## SUPPLIED MATERIAL
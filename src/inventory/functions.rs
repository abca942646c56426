//! Partition functions operating on positions

use rust_decimal::Decimal;

use crate::error::{CapgainsError, Result};

use super::types::Lot;

/// Partition a position according to a predicate, up to a unit budget.
///
/// Takes lots matching `predicate` until `max_units` is filled, splitting the
/// marginal lot as necessary.  `max_units` uses the SAME sign convention as
/// the position (positive for long, negative for short); `None` takes every
/// matching lot.  The predicate must match only lots whose units are signed
/// like `max_units`.
///
/// The position must be presorted by the caller.
///
/// Returns (matching lots, nonmatching lots).
pub fn part_units(
    position: Vec<Lot>,
    predicate: impl Fn(&Lot) -> bool,
    max_units: Option<Decimal>,
) -> (Vec<Lot>, Vec<Lot>) {
    let mut taken = Vec::new();
    let mut left = Vec::new();
    let mut units_remain = max_units;

    for lot in position {
        // Failing the predicate trumps any consideration of max_units
        if !predicate(&lot) {
            left.push(lot);
            continue;
        }
        match units_remain {
            // No unit budget: take everything that matches
            None => taken.push(lot),
            // Budget already filled
            Some(remain) if remain == Decimal::ZERO => left.push(lot),
            Some(remain) => {
                debug_assert!(lot.units * remain > Decimal::ZERO);
                if lot.units / remain <= Decimal::ONE {
                    // Taking the whole lot won't exceed the budget
                    // (but might reach it)
                    units_remain = Some(remain - lot.units);
                    taken.push(lot);
                } else {
                    // The lot more than suffices: split it
                    taken.push(lot.with_units(remain));
                    left.push(lot.with_units(lot.units - remain));
                    units_remain = Some(Decimal::ZERO);
                }
            }
        }
    }

    (taken, left)
}

/// Remove a fraction of the cost from each matching Lot in a position.
///
/// Returns (copies of matching lots carrying the removed basis, original
/// position with that basis subtracted).  `fraction` must lie in [0, 1].
pub fn part_basis(
    position: Vec<Lot>,
    predicate: impl Fn(&Lot) -> bool,
    fraction: Decimal,
) -> Result<(Vec<Lot>, Vec<Lot>)> {
    if fraction < Decimal::ZERO || fraction > Decimal::ONE {
        return Err(CapgainsError::InvalidBasisFraction {
            fraction: fraction.to_string(),
        });
    }

    let mut taken = Vec::new();
    let mut left = Vec::new();
    for lot in position {
        if !predicate(&lot) {
            left.push(lot);
            continue;
        }
        let takenprice = lot.price * fraction;
        taken.push(lot.with_price(takenprice));
        left.push(lot.with_price(lot.price - takenprice));
    }
    Ok((taken, left))
}

#[cfg(test)]
mod tests {
    use super::*;
    use crate::inventory::predicates::open_as_of;
    use crate::inventory::types::{Trade, Transaction};
    use crate::models::Currency;
    use chrono::{NaiveDate, NaiveDateTime};
    use rust_decimal_macros::dec;
    use std::sync::Arc;

    fn datetime(day: u32) -> NaiveDateTime {
        NaiveDate::from_ymd_opt(2016, 1, day)
            .and_then(|d| d.and_hms_opt(0, 0, 0))
            .expect("valid datetime")
    }

    fn lot(uniqueid: &str, day: u32, units: Decimal, price: Decimal) -> Lot {
        let tx = Arc::new(Transaction::Trade(Trade {
            uniqueid: uniqueid.to_string(),
            datetime: datetime(day),
            fiaccount: 1,
            security: 1,
            units,
            currency: Currency::USD,
            cash: -units * price,
            memo: None,
            dtsettle: None,
        }));
        Lot {
            opentransaction: Arc::clone(&tx),
            createtransaction: tx,
            units,
            price,
            currency: Currency::USD,
        }
    }

    fn units(lots: &[Lot]) -> Decimal {
        lots.iter().map(|l| l.units).sum()
    }

    #[test]
    fn test_part_units_empty_position() {
        let (taken, left) = part_units(Vec::new(), |_| true, Some(dec!(10)));
        assert!(taken.is_empty());
        assert!(left.is_empty());
    }

    #[test]
    fn test_part_units_no_budget_takes_all_matching() {
        let position = vec![lot("a", 1, dec!(10), dec!(1)), lot("b", 5, dec!(20), dec!(1))];
        let (taken, left) = part_units(position, open_as_of(datetime(1)), None);
        assert_eq!(units(&taken), dec!(10));
        assert_eq!(units(&left), dec!(20));
    }

    #[test]
    fn test_part_units_whole_lots() {
        let position = vec![lot("a", 1, dec!(10), dec!(1)), lot("b", 2, dec!(20), dec!(1))];
        let (taken, left) = part_units(position, |_| true, Some(dec!(30)));
        assert_eq!(taken.len(), 2);
        assert!(left.is_empty());
    }

    #[test]
    fn test_part_units_splits_marginal_lot() {
        let position = vec![lot("a", 1, dec!(10), dec!(1)), lot("b", 2, dec!(20), dec!(2))];
        let (taken, left) = part_units(position, |_| true, Some(dec!(15)));
        assert_eq!(units(&taken), dec!(15));
        assert_eq!(units(&left), dec!(15));
        // The split halves share price and opening transaction
        assert_eq!(taken[1].price, dec!(2));
        assert_eq!(left[0].price, dec!(2));
        assert_eq!(
            taken[1].opentransaction.uniqueid(),
            left[0].opentransaction.uniqueid()
        );
    }

    #[test]
    fn test_part_units_short_position() {
        let position = vec![lot("a", 1, dec!(-10), dec!(1)), lot("b", 2, dec!(-20), dec!(1))];
        let (taken, left) = part_units(position, |_| true, Some(dec!(-25)));
        assert_eq!(units(&taken), dec!(-25));
        assert_eq!(units(&left), dec!(-5));
    }

    #[test]
    fn test_part_units_predicate_filters() {
        // Lot "b" was created after the cutoff; budget can't touch it
        let position = vec![lot("a", 1, dec!(10), dec!(1)), lot("b", 5, dec!(20), dec!(1))];
        let (taken, left) = part_units(position, open_as_of(datetime(2)), Some(dec!(30)));
        assert_eq!(units(&taken), dec!(10));
        assert_eq!(units(&left), dec!(20));
    }

    #[test]
    fn test_part_basis_partitions_cost() {
        let position = vec![lot("a", 1, dec!(10), dec!(8))];
        let (taken, left) = part_basis(position, |_| true, dec!(0.25)).expect("valid fraction");
        assert_eq!(taken[0].price, dec!(2.00));
        assert_eq!(left[0].price, dec!(6.00));
        // Units are untouched; only basis moves
        assert_eq!(taken[0].units, dec!(10));
        assert_eq!(left[0].units, dec!(10));
    }

    #[test]
    fn test_part_basis_zero_fraction() {
        let position = vec![lot("a", 1, dec!(10), dec!(8))];
        let (taken, left) = part_basis(position, |_| true, Decimal::ZERO).expect("valid fraction");
        assert_eq!(taken[0].price, Decimal::ZERO);
        assert_eq!(left[0].price, dec!(8));
    }

    #[test]
    fn test_part_basis_rejects_bad_fraction() {
        assert!(part_basis(Vec::new(), |_| true, dec!(1.1)).is_err());
        assert!(part_basis(Vec::new(), |_| true, dec!(-0.1)).is_err());
    }

    #[test]
    fn test_part_basis_predicate_filters() {
        let position = vec![lot("a", 1, dec!(10), dec!(8)), lot("b", 5, dec!(10), dec!(8))];
        let (taken, left) =
            part_basis(position, open_as_of(datetime(2)), dec!(0.5)).expect("valid fraction");
        assert_eq!(taken.len(), 1);
        assert_eq!(left.len(), 2);
        assert_eq!(left[1].price, dec!(8));
    }
}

## DESCRIPTION OF THE TASK
Show all lines from the records above where the word "CapgainsError" occurs.

## EXERCISE SOLUTION
use crate::error::{CapgainsError, Result};
        return Err(CapgainsError::InvalidBasisFraction {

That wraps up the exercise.